I was doing some research on Thoreau, and now that I look more carefully at his past, it would seem that his modern reputation is unlike it was when he was alive.
To begin, it seems publications and mining of his journals after his death elevated him greatly in fame. And to my surprise, it seems few admired him during his life. Most people of that time found Thoreau to be argumentative and and a bit rude. Of course, he was a man who spoke his mind, so I guess that’s no surprise.
Emerson’s influence was a boon to him, and helped promote first publication of his work in Dial. However that magazine was not that widely circulated, and really a vehicle of the Transcendentalist Club. Because much of his early publications are mainly there, it is hard for me to determine he was well established.

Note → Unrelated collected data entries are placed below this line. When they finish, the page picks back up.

//! Conversion between SDK ACL types and [`ssd_core::AccessPolicy`]

use aws_sdk_s3::types::{
    AccessControlPolicy, Grant as SdkGrant, Grantee as SdkGrantee, Owner as SdkOwner,
    Permission as SdkPermission, Type,
};

use ssd_core::{AccessPolicy, Error, Grant, Grantee, Owner, Permission, Result};

/// Build an [`AccessPolicy`] from the owner and grants of an ACL response
pub fn from_sdk(owner: Option<&SdkOwner>, grants: &[SdkGrant]) -> AccessPolicy {
    let owner = owner.and_then(|o| {
        o.id().map(|id| Owner {
            id: id.to_string(),
            display_name: o.display_name().map(str::to_string),
        })
    });

    let grants = grants
        .iter()
        .filter_map(|g| match (g.grantee(), g.permission()) {
            (Some(grantee), Some(permission)) => Some(Grant {
                grantee: grantee_from_sdk(grantee),
                permission: Permission::from(permission.as_str()),
            }),
            _ => {
                tracing::warn!("Grant without grantee or permission will not be re-applied");
                None
            }
        })
        .collect();

    AccessPolicy { owner, grants }
}

fn grantee_from_sdk(grantee: &SdkGrantee) -> Grantee {
    match (
        grantee.r#type(),
        grantee.uri(),
        grantee.id(),
        grantee.email_address(),
    ) {
        (Type::Group, Some(uri), _, _) => Grantee::group(uri),
        (Type::CanonicalUser, _, Some(id), _) => Grantee::CanonicalUser {
            id: id.to_string(),
            display_name: grantee.display_name().map(str::to_string),
        },
        (Type::AmazonCustomerByEmail, _, _, Some(address)) => Grantee::Email {
            address: address.to_string(),
        },
        (kind, ..) => {
            tracing::debug!(grantee_type = kind.as_str(), "Keeping unrecognised grantee as-is");
            Grantee::Other {
                kind: kind.as_str().to_string(),
                id: grantee.id().map(str::to_string),
                display_name: grantee.display_name().map(str::to_string),
                uri: grantee.uri().map(str::to_string),
                email: grantee.email_address().map(str::to_string),
            }
        }
    }
}

/// Build the SDK request body for a `put_*_acl` call
pub fn to_sdk(policy: &AccessPolicy) -> Result<AccessControlPolicy> {
    let mut builder = AccessControlPolicy::builder();

    if let Some(owner) = &policy.owner {
        builder = builder.owner(
            SdkOwner::builder()
                .id(&owner.id)
                .set_display_name(owner.display_name.clone())
                .build(),
        );
    }

    for grant in &policy.grants {
        builder = builder.grants(
            SdkGrant::builder()
                .grantee(grantee_to_sdk(&grant.grantee)?)
                .permission(SdkPermission::from(grant.permission.as_str()))
                .build(),
        );
    }

    Ok(builder.build())
}

fn grantee_to_sdk(grantee: &Grantee) -> Result<SdkGrantee> {
    let builder = match grantee {
        Grantee::AllUsers | Grantee::AuthenticatedUsers | Grantee::Group { .. } => {
            SdkGrantee::builder()
                .r#type(Type::Group)
                .set_uri(grantee.uri().map(str::to_string))
        }
        Grantee::CanonicalUser { id, display_name } => SdkGrantee::builder()
            .r#type(Type::CanonicalUser)
            .id(id)
            .set_display_name(display_name.clone()),
        Grantee::Email { address } => SdkGrantee::builder()
            .r#type(Type::AmazonCustomerByEmail)
            .email_address(address),
        Grantee::Other {
            kind,
            id,
            display_name,
            uri,
            email,
        } => SdkGrantee::builder()
            .r#type(Type::from(kind.as_str()))
            .set_id(id.clone())
            .set_display_name(display_name.clone())
            .set_uri(uri.clone())
            .set_email_address(email.clone()),
    };

    builder
        .build()
        .map_err(|e| Error::Client(format!("Invalid grantee: {e}")))
}

#[cfg(test)]
mod tests {
    use super::*;
    use ssd_core::policy::ALL_USERS_URI;

    fn owner_policy() -> AccessPolicy {
        AccessPolicy::private(Owner {
            id: "owner-id".into(),
            display_name: Some("owner".into()),
        })
    }

    #[test]
    fn test_public_read_grant_to_sdk() {
        let mut policy = owner_policy();
        policy.grant(Grantee::AllUsers, Permission::Read);

        let sdk = to_sdk(&policy).unwrap();
        assert_eq!(sdk.owner().and_then(|o| o.id()), Some("owner-id"));
        assert_eq!(sdk.grants().len(), 2);

        let public = &sdk.grants()[1];
        let grantee = public.grantee().unwrap();
        assert_eq!(grantee.r#type(), &Type::Group);
        assert_eq!(grantee.uri(), Some(ALL_USERS_URI));
        assert_eq!(public.permission(), Some(&SdkPermission::Read));
    }

    #[test]
    fn test_sdk_to_policy() {
        let owner = SdkOwner::builder().id("owner-id").build();
        let grants = vec![
            SdkGrant::builder()
                .grantee(
                    SdkGrantee::builder()
                        .r#type(Type::CanonicalUser)
                        .id("owner-id")
                        .build()
                        .unwrap(),
                )
                .permission(SdkPermission::FullControl)
                .build(),
            SdkGrant::builder()
                .grantee(
                    SdkGrantee::builder()
                        .r#type(Type::Group)
                        .uri(ALL_USERS_URI)
                        .build()
                        .unwrap(),
                )
                .permission(SdkPermission::Read)
                .build(),
            // Grant without a grantee cannot be sent back
            SdkGrant::builder().permission(SdkPermission::Write).build(),
        ];

        let policy = from_sdk(Some(&owner), &grants);
        assert_eq!(policy.owner.as_ref().map(|o| o.id.as_str()), Some("owner-id"));
        assert_eq!(policy.grants.len(), 2);
        assert!(policy.allows_public_read());
    }

    #[test]
    fn test_email_grantee_to_sdk() {
        let mut policy = AccessPolicy::default();
        policy.grant(
            Grantee::Email {
                address: "dev@example.com".into(),
            },
            Permission::ReadAcp,
        );

        let sdk = to_sdk(&policy).unwrap();
        assert!(sdk.owner().is_none());
        let grantee = sdk.grants()[0].grantee().unwrap();
        assert_eq!(grantee.r#type(), &Type::AmazonCustomerByEmail);
        assert_eq!(grantee.email_address(), Some("dev@example.com"));
    }

    #[test]
    fn test_unrecognised_grants_survive_reapply() {
        let grants = vec![
            SdkGrant::builder()
                .grantee(
                    SdkGrantee::builder()
                        .r#type(Type::from("LogDeliveryService"))
                        .id("log-delivery")
                        .build()
                        .unwrap(),
                )
                .permission(SdkPermission::Read)
                .build(),
            SdkGrant::builder()
                .grantee(
                    SdkGrantee::builder()
                        .r#type(Type::Group)
                        .uri(ALL_USERS_URI)
                        .build()
                        .unwrap(),
                )
                .permission(SdkPermission::from("READ_LOGS"))
                .build(),
        ];

        let policy = from_sdk(None, &grants);
        assert_eq!(policy.grants.len(), 2);
        assert!(matches!(
            &policy.grants[0].grantee,
            Grantee::Other { kind, id: Some(id), .. }
                if kind == "LogDeliveryService" && id == "log-delivery"
        ));
        assert_eq!(
            policy.grants[1].permission,
            Permission::Other("READ_LOGS".into())
        );

        let sdk = to_sdk(&policy).unwrap();
        let kept = sdk.grants()[0].grantee().unwrap();
        assert_eq!(kept.r#type().as_str(), "LogDeliveryService");
        assert_eq!(kept.id(), Some("log-delivery"));
        assert_eq!(
            sdk.grants()[1].permission().map(|p| p.as_str()),
            Some("READ_LOGS")
        );
    }
}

Now it is true that Thoreau did write his journal’s with some intent on future publication, but that doesn’t seem to have been his primary motivation. He seems to have written them mostly because, well he enjoyed it. The funny thing is that he was working on a book while at Walden Pond. But it wasn’t the Walden book we know. It was A Week on the Concord and Merrimack Rivers. He ended up self publishing that book, but the whole thing turned out to be a disaster for him.
Likewise, his famous essay on Civil Disobedience came out in 1849, but because it too was republished in later years, I can’t tell what notoriety he had at that time.
Finally, the Walden period journal’s were converted into his classic book in mid 1850’s, but it is not clear to me how big a success it was. Sadly, I think it really gained moment in later years. In some bios I looked at, it claims he was not recognized until 1875 or so. Many years after his death.